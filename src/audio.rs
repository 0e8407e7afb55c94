//! Game audio: the mixer, sound assets, and the bounce-audio mapper.
//!
//! The bounce mapper turns raw collision data (velocity at impact + contact
//! normal) into a perceptual *impact strength*, then into a volume and a
//! playback rate.  All three mappings are pure functions at the top of this
//! file; the systems below them only wire physics events and timers to the
//! Bevy audio API.
//!
//! ## Mixer
//!
//! [`AudioMixer`] is an explicitly owned resource holding the master / music /
//! sfx gains and mute flags.  Every playback call multiplies through it — no
//! process-wide mutable audio state exists anywhere else.

use crate::ball::{Ball, BounceCooldown};
use crate::config::GameConfig;
use crate::round::ScoreMessage;
use bevy::audio::Volume;
use bevy::prelude::*;
use bevy_rapier3d::prelude::*;

// ── Mixer ─────────────────────────────────────────────────────────────────────

/// Explicitly owned audio mixer: master / music / sfx gains plus mute flags.
///
/// Constructed once at startup and handed to systems as a resource; playback
/// helpers multiply their base volume through the relevant gains.
#[derive(Resource, Debug, Clone)]
pub struct AudioMixer {
    pub master_gain: f32,
    pub music_gain: f32,
    pub sfx_gain: f32,
    pub muted: bool,
    pub music_muted: bool,
}

impl Default for AudioMixer {
    fn default() -> Self {
        Self {
            master_gain: 1.0,
            music_gain: 1.0,
            sfx_gain: 1.0,
            muted: false,
            music_muted: false,
        }
    }
}

impl AudioMixer {
    /// Effective volume for a sound effect with the given base volume.
    pub fn sfx_volume(&self, base: f32) -> f32 {
        if self.muted {
            0.0
        } else {
            base * self.sfx_gain * self.master_gain
        }
    }

    /// Effective volume for music with the given base volume.
    /// Music honours both the master mute and its own mute.
    pub fn music_volume(&self, base: f32) -> f32 {
        if self.muted || self.music_muted {
            0.0
        } else {
            base * self.music_gain * self.master_gain
        }
    }
}

// ── Assets ────────────────────────────────────────────────────────────────────

/// Handles to every game sound, loaded once at startup.
#[derive(Resource)]
pub struct SoundAssets {
    pub bounce: Handle<AudioSource>,
    pub score_1: Handle<AudioSource>,
    pub score_3: Handle<AudioSource>,
    pub score_5: Handle<AudioSource>,
    pub win: Handle<AudioSource>,
    pub ambient_music: Handle<AudioSource>,
}

pub fn load_sound_assets(mut commands: Commands, asset_server: Res<AssetServer>) {
    commands.insert_resource(SoundAssets {
        bounce: asset_server.load("audio/ball-bounce.ogg"),
        score_1: asset_server.load("audio/score-1.ogg"),
        score_3: asset_server.load("audio/score-3.ogg"),
        score_5: asset_server.load("audio/score-5.ogg"),
        win: asset_server.load("audio/win.ogg"),
        ambient_music: asset_server.load("audio/ambient-music.ogg"),
    });
}

/// Marker for the looping ambient-music entity.
#[derive(Component)]
pub struct MusicChannel;

/// Start the ambient loop at menu volume; [`sync_music_volume_system`] keeps
/// the sink in step with the mixer and game state afterwards.
pub fn start_ambient_music(
    mut commands: Commands,
    sounds: Option<Res<SoundAssets>>,
    mixer: Res<AudioMixer>,
    config: Res<GameConfig>,
) {
    let Some(sounds) = sounds else {
        return;
    };
    commands.spawn((
        MusicChannel,
        AudioPlayer::new(sounds.ambient_music.clone()),
        PlaybackSettings::LOOP
            .with_volume(Volume::Linear(mixer.music_volume(config.music_volume_menu))),
    ));
}

// ── Bounce mapping (pure) ─────────────────────────────────────────────────────

/// Perceptual impact strength from collision data.
///
/// `impact_speed / norm` caps at 1; hit *directness* (how head-on the contact
/// was) scales it between the floor and full intensity.  A missing or
/// degenerate contact normal counts as fully direct.
pub fn impact_strength(velocity: Vec3, contact_normal: Option<Vec3>, config: &GameConfig) -> f32 {
    let impact_speed = velocity.length();
    let normalized = (impact_speed / config.impact_speed_norm).min(1.0);
    let directness = match (velocity.try_normalize(), contact_normal.and_then(Vec3::try_normalize)) {
        (Some(v), Some(n)) => v.dot(n).abs(),
        _ => 1.0,
    };
    normalized * (config.directness_floor + directness * config.directness_span)
}

/// Perceptual volume for a bounce of the given strength.
///
/// Silent below the knee; quadratic from the knee to the reference strength;
/// capped so hard impacts never clip.
pub fn bounce_volume(strength: f32, config: &GameConfig) -> f32 {
    let s = strength.clamp(0.0, 1.0);
    if s <= config.volume_knee {
        return 0.0;
    }
    let t = (s - config.volume_knee) / (config.volume_ref - config.volume_knee);
    (t * t * config.volume_scale).min(config.volume_cap) / 100.0
}

/// Playback rate for a bounce: harder hits sound slightly higher pitched.
pub fn bounce_pitch(strength: f32, config: &GameConfig) -> f32 {
    config.pitch_base + strength.clamp(0.0, 1.0) * config.pitch_span
}

// ── Systems ───────────────────────────────────────────────────────────────────

/// Map ball contact forces to bounce sounds.
///
/// Per contact: strength from the ball's velocity and the contact normal,
/// suppressed when negligible, rate-limited per ball, then spawned as a
/// fire-and-forget one-shot.  If the bounce sample has not finished loading
/// the sound is dropped, not queued.
pub fn collision_audio_system(
    mut commands: Commands,
    mut contact_events: MessageReader<ContactForceEvent>,
    mut balls: Query<(&Velocity, &mut BounceCooldown), With<Ball>>,
    sounds: Option<Res<SoundAssets>>,
    asset_server: Res<AssetServer>,
    mixer: Res<AudioMixer>,
    config: Res<GameConfig>,
    time: Res<Time>,
) {
    let Some(sounds) = sounds else {
        return;
    };
    let now = time.elapsed_secs();

    for event in contact_events.read() {
        // Whichever side of the contact is a ball drives the sound.
        let entity = if balls.contains(event.collider1) {
            event.collider1
        } else if balls.contains(event.collider2) {
            event.collider2
        } else {
            continue;
        };
        let Ok((velocity, mut cooldown)) = balls.get_mut(entity) else {
            continue;
        };

        if now - cooldown.last_play < config.bounce_cooldown {
            continue;
        }

        let strength = impact_strength(
            velocity.linvel,
            Some(event.max_force_direction),
            &config,
        );
        if strength <= config.min_impact_strength {
            continue;
        }

        let volume = mixer.sfx_volume(bounce_volume(strength, &config));
        if volume <= 0.0 {
            continue;
        }
        if !asset_server.is_loaded_with_dependencies(&sounds.bounce) {
            continue;
        }

        commands.spawn((
            AudioPlayer::new(sounds.bounce.clone()),
            PlaybackSettings::DESPAWN
                .with_volume(Volume::Linear(volume))
                .with_speed(bounce_pitch(strength, &config)),
        ));
        cooldown.last_play = now;
    }
}

/// Play the score jingle for each emitted score; bigger holes play faster.
pub fn score_audio_system(
    mut commands: Commands,
    mut scores: MessageReader<ScoreMessage>,
    sounds: Option<Res<SoundAssets>>,
    mixer: Res<AudioMixer>,
    config: Res<GameConfig>,
) {
    let Some(sounds) = sounds else {
        return;
    };
    for message in scores.read() {
        let (handle, rate) = match message.points {
            5 => (sounds.score_5.clone(), 1.1),
            3 => (sounds.score_3.clone(), 1.05),
            _ => (sounds.score_1.clone(), 1.0),
        };
        let volume = mixer.sfx_volume(config.score_volume);
        if volume <= 0.0 {
            continue;
        }
        commands.spawn((
            AudioPlayer::new(handle),
            PlaybackSettings::DESPAWN
                .with_volume(Volume::Linear(volume))
                .with_speed(rate),
        ));
    }
}

/// One-shot win sound, run on entering `GameOver`.
pub fn play_win_sound(
    mut commands: Commands,
    sounds: Option<Res<SoundAssets>>,
    mixer: Res<AudioMixer>,
    config: Res<GameConfig>,
) {
    let Some(sounds) = sounds else {
        return;
    };
    let volume = mixer.sfx_volume(config.win_volume);
    if volume <= 0.0 {
        return;
    }
    commands.spawn((
        AudioPlayer::new(sounds.win.clone()),
        PlaybackSettings::DESPAWN.with_volume(Volume::Linear(volume)),
    ));
}

/// Keyboard mute toggles: `M` for everything, `,` for music only.
pub fn mute_toggle_system(keys: Res<ButtonInput<KeyCode>>, mut mixer: ResMut<AudioMixer>) {
    if keys.just_pressed(KeyCode::KeyM) {
        mixer.muted = !mixer.muted;
        info!("master mute: {}", mixer.muted);
    }
    if keys.just_pressed(KeyCode::Comma) {
        mixer.music_muted = !mixer.music_muted;
        info!("music mute: {}", mixer.music_muted);
    }
}

/// Keep the music sink's volume in step with the mixer and game state —
/// quiet behind the menu, louder during a round, silent when muted.
pub fn sync_music_volume_system(
    state: Res<State<crate::round::GameState>>,
    mixer: Res<AudioMixer>,
    config: Res<GameConfig>,
    mut music: Query<&mut AudioSink, With<MusicChannel>>,
) {
    let Ok(mut sink) = music.single_mut() else {
        return;
    };
    let base = match state.get() {
        crate::round::GameState::Playing => config.music_volume_playing,
        _ => config.music_volume_menu,
    };
    sink.set_volume(Volume::Linear(mixer.music_volume(base)));
}

// ── Unit tests ────────────────────────────────────────────────────────────────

- Work item: For the word "crate", count how many lines of the entries contain it; give the number and nothing more.

- Written solution: 5